→ Exercise instructions
For the data below, restate word for word only the lines from the line containing "match (chars.next(), chars.next())" through the line containing "of key event.", both ends included.

================

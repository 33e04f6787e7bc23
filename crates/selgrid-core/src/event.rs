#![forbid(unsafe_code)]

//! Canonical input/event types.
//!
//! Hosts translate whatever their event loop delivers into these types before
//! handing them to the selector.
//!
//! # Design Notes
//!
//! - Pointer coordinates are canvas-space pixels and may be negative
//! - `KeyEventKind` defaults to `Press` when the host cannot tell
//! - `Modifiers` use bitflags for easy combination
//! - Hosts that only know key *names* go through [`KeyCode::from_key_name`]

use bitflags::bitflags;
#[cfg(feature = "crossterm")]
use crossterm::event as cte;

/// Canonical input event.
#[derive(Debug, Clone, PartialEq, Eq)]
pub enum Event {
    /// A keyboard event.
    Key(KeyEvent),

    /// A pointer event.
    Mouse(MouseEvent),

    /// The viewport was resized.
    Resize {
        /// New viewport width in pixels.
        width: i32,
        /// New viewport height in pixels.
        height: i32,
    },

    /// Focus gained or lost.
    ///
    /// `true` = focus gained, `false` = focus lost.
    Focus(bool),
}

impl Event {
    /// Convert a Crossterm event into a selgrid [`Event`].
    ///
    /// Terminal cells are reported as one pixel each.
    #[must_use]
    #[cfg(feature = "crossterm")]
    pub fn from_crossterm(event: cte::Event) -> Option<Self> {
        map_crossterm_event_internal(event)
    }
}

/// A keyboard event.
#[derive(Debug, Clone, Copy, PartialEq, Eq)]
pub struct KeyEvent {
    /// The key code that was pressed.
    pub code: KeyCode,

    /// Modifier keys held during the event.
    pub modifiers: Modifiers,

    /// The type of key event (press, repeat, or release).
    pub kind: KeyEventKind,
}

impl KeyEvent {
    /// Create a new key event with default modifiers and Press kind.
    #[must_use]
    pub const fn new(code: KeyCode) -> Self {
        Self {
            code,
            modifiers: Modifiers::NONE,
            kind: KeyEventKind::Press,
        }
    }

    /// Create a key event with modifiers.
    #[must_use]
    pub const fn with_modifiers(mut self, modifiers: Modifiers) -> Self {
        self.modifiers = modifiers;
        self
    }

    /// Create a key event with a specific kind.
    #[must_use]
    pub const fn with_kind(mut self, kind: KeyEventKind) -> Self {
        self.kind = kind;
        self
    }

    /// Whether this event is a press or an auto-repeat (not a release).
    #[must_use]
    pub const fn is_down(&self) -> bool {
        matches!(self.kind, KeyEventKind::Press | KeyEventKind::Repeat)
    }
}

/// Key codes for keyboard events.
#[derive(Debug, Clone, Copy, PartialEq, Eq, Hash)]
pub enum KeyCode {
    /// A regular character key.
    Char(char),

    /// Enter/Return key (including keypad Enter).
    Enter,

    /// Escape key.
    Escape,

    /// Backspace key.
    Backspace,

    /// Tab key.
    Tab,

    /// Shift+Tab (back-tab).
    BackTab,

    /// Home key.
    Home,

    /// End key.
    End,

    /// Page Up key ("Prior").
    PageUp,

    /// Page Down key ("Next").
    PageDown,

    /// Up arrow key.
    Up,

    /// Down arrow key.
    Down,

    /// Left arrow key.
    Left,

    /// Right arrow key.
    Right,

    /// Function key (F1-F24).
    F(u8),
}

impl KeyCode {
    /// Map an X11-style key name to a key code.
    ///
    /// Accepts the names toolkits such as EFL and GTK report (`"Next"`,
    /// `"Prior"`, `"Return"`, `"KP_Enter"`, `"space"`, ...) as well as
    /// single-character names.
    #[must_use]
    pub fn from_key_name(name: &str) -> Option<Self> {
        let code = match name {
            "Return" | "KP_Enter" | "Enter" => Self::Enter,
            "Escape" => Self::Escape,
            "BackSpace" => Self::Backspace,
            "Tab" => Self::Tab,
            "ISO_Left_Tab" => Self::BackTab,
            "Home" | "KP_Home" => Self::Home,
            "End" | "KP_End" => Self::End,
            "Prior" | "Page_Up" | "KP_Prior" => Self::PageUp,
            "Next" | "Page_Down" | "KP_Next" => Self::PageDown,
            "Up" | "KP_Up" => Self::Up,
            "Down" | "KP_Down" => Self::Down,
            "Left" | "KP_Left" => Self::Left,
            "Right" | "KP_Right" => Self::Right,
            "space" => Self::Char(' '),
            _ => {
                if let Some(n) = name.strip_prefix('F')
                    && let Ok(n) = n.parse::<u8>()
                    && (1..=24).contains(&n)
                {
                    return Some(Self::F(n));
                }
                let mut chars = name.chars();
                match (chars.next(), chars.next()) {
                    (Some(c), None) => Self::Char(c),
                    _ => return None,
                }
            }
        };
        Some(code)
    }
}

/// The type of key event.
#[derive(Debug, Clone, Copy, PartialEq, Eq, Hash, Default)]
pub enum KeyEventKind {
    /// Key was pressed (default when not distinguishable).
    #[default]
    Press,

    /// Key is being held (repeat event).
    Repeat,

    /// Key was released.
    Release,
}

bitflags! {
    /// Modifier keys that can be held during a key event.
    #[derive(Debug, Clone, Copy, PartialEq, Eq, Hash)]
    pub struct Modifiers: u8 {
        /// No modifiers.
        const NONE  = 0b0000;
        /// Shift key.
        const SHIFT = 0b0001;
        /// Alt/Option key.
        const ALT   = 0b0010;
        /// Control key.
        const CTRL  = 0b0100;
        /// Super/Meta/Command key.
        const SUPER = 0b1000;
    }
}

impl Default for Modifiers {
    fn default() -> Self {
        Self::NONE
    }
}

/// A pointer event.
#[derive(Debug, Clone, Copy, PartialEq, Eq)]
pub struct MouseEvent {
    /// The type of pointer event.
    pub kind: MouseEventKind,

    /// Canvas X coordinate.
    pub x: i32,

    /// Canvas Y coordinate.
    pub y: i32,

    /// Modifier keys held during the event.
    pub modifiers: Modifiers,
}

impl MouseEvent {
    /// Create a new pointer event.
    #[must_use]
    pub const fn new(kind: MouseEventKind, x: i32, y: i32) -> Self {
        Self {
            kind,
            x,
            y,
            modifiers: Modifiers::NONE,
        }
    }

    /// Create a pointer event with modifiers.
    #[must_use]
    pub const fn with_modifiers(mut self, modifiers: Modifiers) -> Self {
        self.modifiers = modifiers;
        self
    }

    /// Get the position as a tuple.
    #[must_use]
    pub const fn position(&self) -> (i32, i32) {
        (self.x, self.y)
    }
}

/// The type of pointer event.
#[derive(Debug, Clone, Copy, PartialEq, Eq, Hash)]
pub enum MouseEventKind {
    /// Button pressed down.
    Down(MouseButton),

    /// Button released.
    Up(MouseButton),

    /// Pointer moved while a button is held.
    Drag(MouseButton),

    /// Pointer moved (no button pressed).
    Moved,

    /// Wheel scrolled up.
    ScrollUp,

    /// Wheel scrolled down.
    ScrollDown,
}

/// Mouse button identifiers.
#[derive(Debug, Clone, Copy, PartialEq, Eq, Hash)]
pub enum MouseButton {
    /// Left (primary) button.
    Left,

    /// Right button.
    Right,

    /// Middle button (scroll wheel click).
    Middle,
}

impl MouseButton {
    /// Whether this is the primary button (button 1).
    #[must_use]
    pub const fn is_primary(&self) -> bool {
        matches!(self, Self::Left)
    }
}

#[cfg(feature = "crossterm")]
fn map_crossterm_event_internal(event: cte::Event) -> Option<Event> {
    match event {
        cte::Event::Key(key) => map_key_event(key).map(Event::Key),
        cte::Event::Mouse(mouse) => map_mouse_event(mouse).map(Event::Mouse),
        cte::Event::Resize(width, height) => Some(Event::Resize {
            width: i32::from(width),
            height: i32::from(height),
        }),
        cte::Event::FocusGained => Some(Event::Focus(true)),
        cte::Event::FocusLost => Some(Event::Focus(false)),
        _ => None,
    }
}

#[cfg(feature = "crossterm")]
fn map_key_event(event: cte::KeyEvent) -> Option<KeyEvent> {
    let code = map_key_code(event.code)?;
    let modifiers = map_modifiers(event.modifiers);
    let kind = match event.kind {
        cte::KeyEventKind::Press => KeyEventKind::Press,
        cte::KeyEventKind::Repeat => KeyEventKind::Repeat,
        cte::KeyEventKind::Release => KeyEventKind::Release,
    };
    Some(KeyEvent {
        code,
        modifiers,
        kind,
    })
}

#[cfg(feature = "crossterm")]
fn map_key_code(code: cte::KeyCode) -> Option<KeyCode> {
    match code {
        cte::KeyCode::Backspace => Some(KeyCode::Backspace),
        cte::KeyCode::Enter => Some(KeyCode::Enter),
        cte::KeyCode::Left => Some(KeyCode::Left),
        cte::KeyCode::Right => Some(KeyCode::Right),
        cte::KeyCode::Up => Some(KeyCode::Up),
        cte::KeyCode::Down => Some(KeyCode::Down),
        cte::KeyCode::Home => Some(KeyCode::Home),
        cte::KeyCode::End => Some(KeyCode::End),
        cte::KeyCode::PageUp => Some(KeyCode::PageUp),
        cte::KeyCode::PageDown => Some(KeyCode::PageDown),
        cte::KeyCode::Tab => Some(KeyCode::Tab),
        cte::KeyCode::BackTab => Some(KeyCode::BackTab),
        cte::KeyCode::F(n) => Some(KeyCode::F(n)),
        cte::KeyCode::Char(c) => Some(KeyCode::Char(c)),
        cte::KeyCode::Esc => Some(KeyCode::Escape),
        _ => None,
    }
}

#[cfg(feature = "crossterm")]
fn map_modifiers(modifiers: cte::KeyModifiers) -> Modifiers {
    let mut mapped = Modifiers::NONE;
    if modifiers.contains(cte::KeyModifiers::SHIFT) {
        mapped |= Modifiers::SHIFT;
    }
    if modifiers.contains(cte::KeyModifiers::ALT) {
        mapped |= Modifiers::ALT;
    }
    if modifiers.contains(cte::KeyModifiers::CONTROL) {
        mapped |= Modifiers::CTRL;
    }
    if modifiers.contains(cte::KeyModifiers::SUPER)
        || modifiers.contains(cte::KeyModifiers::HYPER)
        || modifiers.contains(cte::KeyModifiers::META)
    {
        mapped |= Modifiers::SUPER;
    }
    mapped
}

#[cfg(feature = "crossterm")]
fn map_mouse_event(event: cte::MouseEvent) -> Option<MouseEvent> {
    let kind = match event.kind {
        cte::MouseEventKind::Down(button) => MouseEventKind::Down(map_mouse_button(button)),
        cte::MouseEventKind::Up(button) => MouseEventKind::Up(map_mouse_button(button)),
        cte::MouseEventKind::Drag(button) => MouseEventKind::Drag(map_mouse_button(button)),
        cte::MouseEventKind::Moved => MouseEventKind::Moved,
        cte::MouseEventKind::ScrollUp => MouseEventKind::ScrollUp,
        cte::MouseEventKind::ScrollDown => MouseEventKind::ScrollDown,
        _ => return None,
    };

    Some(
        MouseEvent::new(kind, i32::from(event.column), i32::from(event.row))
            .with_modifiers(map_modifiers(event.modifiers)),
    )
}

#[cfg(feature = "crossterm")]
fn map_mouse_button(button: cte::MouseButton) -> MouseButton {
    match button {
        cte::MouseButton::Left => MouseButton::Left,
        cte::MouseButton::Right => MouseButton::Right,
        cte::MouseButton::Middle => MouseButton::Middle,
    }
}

================

→ Response below
                match (chars.next(), chars.next()) {
                    (Some(c), None) => Self::Char(c),
                    _ => return None,
                }
            }
        };
        Some(code)
    }
}

/// The type of key event.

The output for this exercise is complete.